YOUR GOAL: The count of lines below that include the string "STATUSES" is the whole answer; write it alone.

THE INPUT:
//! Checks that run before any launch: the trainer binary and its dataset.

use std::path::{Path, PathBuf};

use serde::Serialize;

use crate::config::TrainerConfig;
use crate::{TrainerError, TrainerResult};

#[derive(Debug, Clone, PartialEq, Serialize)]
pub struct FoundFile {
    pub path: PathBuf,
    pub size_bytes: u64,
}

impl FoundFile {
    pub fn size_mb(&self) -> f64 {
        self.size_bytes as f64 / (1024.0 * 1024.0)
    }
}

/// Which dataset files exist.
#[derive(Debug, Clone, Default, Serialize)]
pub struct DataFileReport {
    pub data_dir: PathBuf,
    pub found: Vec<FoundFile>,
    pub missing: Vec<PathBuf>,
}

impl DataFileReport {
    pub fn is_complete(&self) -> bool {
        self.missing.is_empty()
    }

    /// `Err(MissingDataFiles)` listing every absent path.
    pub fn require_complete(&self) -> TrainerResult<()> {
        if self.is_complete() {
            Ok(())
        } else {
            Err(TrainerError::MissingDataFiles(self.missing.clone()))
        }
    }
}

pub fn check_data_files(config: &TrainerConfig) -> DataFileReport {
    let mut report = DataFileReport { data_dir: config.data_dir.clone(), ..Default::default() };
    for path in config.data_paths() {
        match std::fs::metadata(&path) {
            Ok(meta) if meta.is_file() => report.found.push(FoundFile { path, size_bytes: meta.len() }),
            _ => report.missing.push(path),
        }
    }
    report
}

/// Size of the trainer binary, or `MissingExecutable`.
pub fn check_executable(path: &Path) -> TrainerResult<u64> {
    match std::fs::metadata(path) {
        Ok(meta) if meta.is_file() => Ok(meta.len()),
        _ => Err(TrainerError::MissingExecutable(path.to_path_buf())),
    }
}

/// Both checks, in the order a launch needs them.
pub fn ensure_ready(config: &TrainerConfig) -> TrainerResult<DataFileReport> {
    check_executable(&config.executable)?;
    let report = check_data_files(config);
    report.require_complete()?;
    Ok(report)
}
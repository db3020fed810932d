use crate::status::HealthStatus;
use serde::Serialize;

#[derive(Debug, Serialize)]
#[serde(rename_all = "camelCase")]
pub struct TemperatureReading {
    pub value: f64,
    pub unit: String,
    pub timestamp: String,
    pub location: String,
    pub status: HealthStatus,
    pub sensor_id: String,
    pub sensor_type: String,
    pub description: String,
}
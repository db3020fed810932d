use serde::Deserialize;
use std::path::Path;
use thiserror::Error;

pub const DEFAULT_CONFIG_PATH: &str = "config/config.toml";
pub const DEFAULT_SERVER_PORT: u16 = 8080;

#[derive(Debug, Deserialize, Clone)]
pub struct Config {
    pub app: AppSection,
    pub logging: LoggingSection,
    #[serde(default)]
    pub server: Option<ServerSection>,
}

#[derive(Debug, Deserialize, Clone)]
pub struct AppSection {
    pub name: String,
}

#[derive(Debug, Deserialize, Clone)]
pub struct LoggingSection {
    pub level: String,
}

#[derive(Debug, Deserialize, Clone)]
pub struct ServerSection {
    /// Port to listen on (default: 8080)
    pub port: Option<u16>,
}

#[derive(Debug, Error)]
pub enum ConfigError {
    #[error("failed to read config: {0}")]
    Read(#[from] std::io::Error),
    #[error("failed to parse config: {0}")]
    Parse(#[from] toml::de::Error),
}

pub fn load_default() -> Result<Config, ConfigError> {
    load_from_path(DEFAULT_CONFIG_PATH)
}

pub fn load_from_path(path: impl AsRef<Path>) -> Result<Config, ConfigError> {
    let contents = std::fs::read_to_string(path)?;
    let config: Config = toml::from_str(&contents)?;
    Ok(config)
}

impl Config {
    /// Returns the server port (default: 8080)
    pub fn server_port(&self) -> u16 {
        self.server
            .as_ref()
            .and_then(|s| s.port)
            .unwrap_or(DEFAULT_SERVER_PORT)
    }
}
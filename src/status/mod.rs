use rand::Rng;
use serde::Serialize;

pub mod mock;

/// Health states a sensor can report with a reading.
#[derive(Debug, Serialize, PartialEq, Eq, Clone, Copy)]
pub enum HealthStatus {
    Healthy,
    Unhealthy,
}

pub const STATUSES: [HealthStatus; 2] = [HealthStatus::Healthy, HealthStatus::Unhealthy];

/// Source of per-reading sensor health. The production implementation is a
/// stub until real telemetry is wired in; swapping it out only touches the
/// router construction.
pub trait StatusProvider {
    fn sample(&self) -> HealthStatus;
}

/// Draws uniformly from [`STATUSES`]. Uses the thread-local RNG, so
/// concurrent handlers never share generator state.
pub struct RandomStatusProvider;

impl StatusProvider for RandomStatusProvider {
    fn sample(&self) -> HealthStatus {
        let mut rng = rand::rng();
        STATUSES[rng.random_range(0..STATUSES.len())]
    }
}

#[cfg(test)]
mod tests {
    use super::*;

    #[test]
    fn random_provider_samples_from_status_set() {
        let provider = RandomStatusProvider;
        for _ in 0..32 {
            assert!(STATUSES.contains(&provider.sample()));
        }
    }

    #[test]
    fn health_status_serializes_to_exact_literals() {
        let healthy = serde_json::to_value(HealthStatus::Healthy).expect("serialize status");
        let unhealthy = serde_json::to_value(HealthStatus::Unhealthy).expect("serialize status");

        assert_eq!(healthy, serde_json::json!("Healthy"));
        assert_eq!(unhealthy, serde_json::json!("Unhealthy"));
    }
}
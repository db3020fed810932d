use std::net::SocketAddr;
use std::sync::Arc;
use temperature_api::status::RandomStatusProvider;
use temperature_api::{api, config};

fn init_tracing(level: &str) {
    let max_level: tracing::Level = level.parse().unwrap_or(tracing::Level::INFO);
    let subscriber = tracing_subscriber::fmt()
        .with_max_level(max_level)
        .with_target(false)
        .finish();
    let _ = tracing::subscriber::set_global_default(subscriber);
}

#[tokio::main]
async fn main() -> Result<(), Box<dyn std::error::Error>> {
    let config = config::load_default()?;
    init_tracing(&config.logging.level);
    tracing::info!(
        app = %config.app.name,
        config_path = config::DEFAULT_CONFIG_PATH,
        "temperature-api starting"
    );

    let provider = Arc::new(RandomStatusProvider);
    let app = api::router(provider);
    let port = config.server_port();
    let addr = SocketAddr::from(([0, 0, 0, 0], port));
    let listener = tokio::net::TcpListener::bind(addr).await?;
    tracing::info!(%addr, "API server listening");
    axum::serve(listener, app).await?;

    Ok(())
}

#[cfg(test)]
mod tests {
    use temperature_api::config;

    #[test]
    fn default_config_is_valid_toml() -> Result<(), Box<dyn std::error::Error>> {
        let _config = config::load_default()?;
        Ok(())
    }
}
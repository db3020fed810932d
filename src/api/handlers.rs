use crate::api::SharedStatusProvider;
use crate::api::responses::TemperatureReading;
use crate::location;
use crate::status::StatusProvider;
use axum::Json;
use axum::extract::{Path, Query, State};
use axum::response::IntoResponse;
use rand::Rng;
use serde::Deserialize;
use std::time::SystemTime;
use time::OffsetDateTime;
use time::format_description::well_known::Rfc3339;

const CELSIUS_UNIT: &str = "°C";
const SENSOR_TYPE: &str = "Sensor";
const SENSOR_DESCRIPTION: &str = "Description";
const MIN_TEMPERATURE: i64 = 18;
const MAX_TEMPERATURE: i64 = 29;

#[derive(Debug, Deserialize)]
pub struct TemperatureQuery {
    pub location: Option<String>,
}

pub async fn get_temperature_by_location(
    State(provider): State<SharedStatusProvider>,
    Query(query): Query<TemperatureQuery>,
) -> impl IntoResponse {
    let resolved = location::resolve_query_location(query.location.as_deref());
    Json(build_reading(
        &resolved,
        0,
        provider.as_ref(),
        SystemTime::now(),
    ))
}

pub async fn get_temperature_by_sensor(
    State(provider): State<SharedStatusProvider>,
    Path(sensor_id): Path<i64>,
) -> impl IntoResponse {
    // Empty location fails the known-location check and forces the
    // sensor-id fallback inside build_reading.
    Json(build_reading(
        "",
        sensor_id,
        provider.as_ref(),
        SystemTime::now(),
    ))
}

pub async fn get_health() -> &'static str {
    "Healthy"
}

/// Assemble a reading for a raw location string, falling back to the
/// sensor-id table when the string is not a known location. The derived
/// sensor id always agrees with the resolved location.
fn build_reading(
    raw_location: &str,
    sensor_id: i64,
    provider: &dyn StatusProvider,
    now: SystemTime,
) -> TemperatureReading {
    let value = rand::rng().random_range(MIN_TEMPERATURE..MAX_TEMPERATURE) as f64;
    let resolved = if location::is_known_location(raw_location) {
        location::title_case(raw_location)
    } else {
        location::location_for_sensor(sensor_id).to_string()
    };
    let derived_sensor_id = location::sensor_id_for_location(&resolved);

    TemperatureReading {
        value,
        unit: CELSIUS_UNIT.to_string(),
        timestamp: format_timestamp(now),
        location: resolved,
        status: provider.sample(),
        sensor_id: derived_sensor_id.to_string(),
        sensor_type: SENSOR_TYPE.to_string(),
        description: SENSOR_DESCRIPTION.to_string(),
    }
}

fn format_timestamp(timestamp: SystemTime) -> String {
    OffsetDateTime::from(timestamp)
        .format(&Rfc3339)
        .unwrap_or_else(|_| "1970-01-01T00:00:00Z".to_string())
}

ANSWER FOR THIS EXERCISE: 4